Shah and Innig's points (2) and (3) are both related, and while they are interesting to me, they are not salient to the central focus of the paper. It is neat (and perhaps worth noting in a supplement), that the trainable parameters in the neural network, the network biases and weights, can be adequately trained using a small batch of the full dataset. Unfortunately, this insight from the proposed learning curve scheme would likely shoot over the heads of the 95% of the general Nature audience that are unfamiliar with the mechanics of neural networks and how they are trained. Likewise, most readers wouldn't have the foggiest notion of what a Random Forest is, nor how it differs from a deep neural network, nor why it is considered simpler and more transparent. The purpose of the paper (to my understanding) was not to provide a benchmark machine learning algorithm so that future groups could apply more advanced techniques (GANs, Variational Autoencoders, etc.) to boost AUC performance by 5%. Instead, the paper showed that a relatively simple, but purely data-driven approach could predict aftershock locations better than Coulomb stress (the metric used in most studies to date) and also identify stress-based proxies (max shear stress, von Mises stress) that have physical significance and are better predictors than the classical Coulomb stress. In this way, the deep learning algorithm was used as a tool to remove our human bias toward the Coulomb stress criterion, which has been ingrained in our psyche by more than 20 years of published literature.

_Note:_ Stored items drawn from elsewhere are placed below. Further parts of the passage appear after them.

use super::entities::{Assignment, Project, TimeEntry};
use super::errors::ProjectError;
use super::ports::{AssignmentRepository, ProjectRepository, TimeEntryRepository};
use super::value_objects::{BillingRate, Hours, ProjectName, ProjectStatus};

pub struct ProjectService {
  project_repo: Arc<dyn ProjectRepository>,
  assignment_repo: Arc<dyn AssignmentRepository>,
  time_entry_repo: Arc<dyn TimeEntryRepository>,
  client_repo: Arc<dyn ClientRepository>,
  employee_repo: Arc<dyn EmployeeRepository>,
}

impl ProjectService {
  pub fn new(
    project_repo: Arc<dyn ProjectRepository>,
    assignment_repo: Arc<dyn AssignmentRepository>,
    time_entry_repo: Arc<dyn TimeEntryRepository>,
    client_repo: Arc<dyn ClientRepository>,
    employee_repo: Arc<dyn EmployeeRepository>,
  ) -> Self {
    Self {
      project_repo,
      assignment_repo,
      time_entry_repo,
      client_repo,
      employee_repo,
    }
  }

  pub async fn create_project(
    &self,
    client_id: Uuid,
    project_name: ProjectName,
    start_date: NaiveDate,
    end_date: NaiveDate,
  ) -> Result<Project, ProjectError> {
    // Verify the owning client exists
    self
      .client_repo
      .find_by_id(client_id)
      .await?
      .ok_or(ProjectError::ClientNotFound(client_id))?;

    let project = Project::new(client_id, project_name, start_date, end_date);
    self.project_repo.create(project).await
  }

  pub async fn set_project_status(
    &self,
    project_id: Uuid,
    status: ProjectStatus,
  ) -> Result<Project, ProjectError> {
    let mut project = self
      .project_repo
      .find_by_id(project_id)
      .await?
      .ok_or(ProjectError::ProjectNotFound(project_id))?;

    project.set_status(status);
    self.project_repo.update(project).await
  }

  pub async fn list_projects(
    &self,
    client_filter: Option<Uuid>,
  ) -> Result<Vec<Project>, ProjectError> {
    match client_filter {
      Some(client_id) => self.project_repo.find_by_client_id(client_id).await,
      None => self.project_repo.find_all().await,
    }
  }

  /// Assign an employee to a project with a billing rate.
  ///
  /// The invoicing pipeline resolves rates by (project, designation), so a
  /// second active assignment for the same pair must carry the same rate;
  /// otherwise rate resolution would be ambiguous and the request is rejected.
  pub async fn assign_employee(
    &self,
    project_id: Uuid,
    employee_id: Uuid,
    start_date: NaiveDate,
    end_date: NaiveDate,
    hourly_rate: BillingRate,
  ) -> Result<Assignment, ProjectError> {
    self
      .project_repo
      .find_by_id(project_id)
      .await?
      .ok_or(ProjectError::ProjectNotFound(project_id))?;

    let employee = self
      .employee_repo
      .find_by_id(employee_id)
      .await?
      .ok_or(ProjectError::EmployeeNotFound(employee_id))?;

    if !employee.is_active() {
      return Err(ProjectError::EmployeeInactive);
    }

    let active = self
      .assignment_repo
      .find_active_with_designations(&[project_id])
      .await?;

    for existing in &active {
      if existing.assignment.employee_id == employee_id {
        return Err(ProjectError::AlreadyAssigned);
      }
      if existing.designation == employee.designation
        && existing.assignment.hourly_rate != hourly_rate
      {
        return Err(ProjectError::DesignationRateConflict {
          designation: employee.designation.value().to_string(),
          existing_rate: existing.assignment.hourly_rate.value().to_string(),
        });
      }
    }

    let assignment = Assignment::new(employee_id, project_id, start_date, end_date, hourly_rate);
    self.assignment_repo.create(assignment).await
  }

  pub async fn complete_assignment(&self, assignment_id: Uuid) -> Result<Assignment, ProjectError> {
    let mut assignment = self
      .assignment_repo
      .find_by_id(assignment_id)
      .await?
      .ok_or(ProjectError::AssignmentNotFound(assignment_id))?;

    assignment.complete();
    self.assignment_repo.update(assignment).await
  }

  pub async fn list_assignments(&self, project_id: Uuid) -> Result<Vec<Assignment>, ProjectError> {
    self.assignment_repo.find_by_project_id(project_id).await
  }

  pub async fn record_time_entry(
    &self,
    employee_id: Uuid,
    project_id: Uuid,
    entry_date: NaiveDate,
    hours: Hours,
  ) -> Result<TimeEntry, ProjectError> {
    let employee = self
      .employee_repo
      .find_by_id(employee_id)
      .await?
      .ok_or(ProjectError::EmployeeNotFound(employee_id))?;

    if !employee.is_active() {
      return Err(ProjectError::EmployeeInactive);
    }

    self
      .project_repo
      .find_by_id(project_id)
      .await?
      .ok_or(ProjectError::ProjectNotFound(project_id))?;

    let entry = TimeEntry::new(employee_id, project_id, entry_date, hours);
    self.time_entry_repo.create(entry).await
  }

  pub async fn list_time_entries(
    &self,
    project_id: Uuid,
    start: NaiveDate,
    end: NaiveDate,
  ) -> Result<Vec<TimeEntry>, ProjectError> {
    self
      .time_entry_repo
      .find_by_project_and_period(project_id, start, end)
      .await
  }
}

To summarize: regarding point (1), I wish the Devries et al. study had controlled for potential data leakage, but do not feel that the main results of the paper are compromised by doing so. As for point (2), I think it is interesting (though not surprising) that the neural network only needs a small batch of data to be adequately trained, but this is certainly a minor point of contention, relative to the key takeaways of the paper, which Shah and Innig may have missed. Point (3) follows more or less directly from (2), and it is intuitive that a simpler and more transparent machine learning algorithm (like a Random Forest) would give comparable performance to a deep neural network. Again, it would have been nice to have noted in the manuscript that the main insights could have been derived from a different machine learning approach, but this detail is of more interest to a data science or machine learning specialist than to a general Nature audience. I think the disconnect between the Shah and Innig and Devries et al. is a matter of perspective. Shah and Innig are concerned primarily with machine learning best practices methodology, and with formulating the problem as "Kaggle"-like machine learning challenge with proper benchmarking. Devries et al. are concerned primarily with using machine learning as tool to extract insight into the natural world, and not with details of the algorithm design.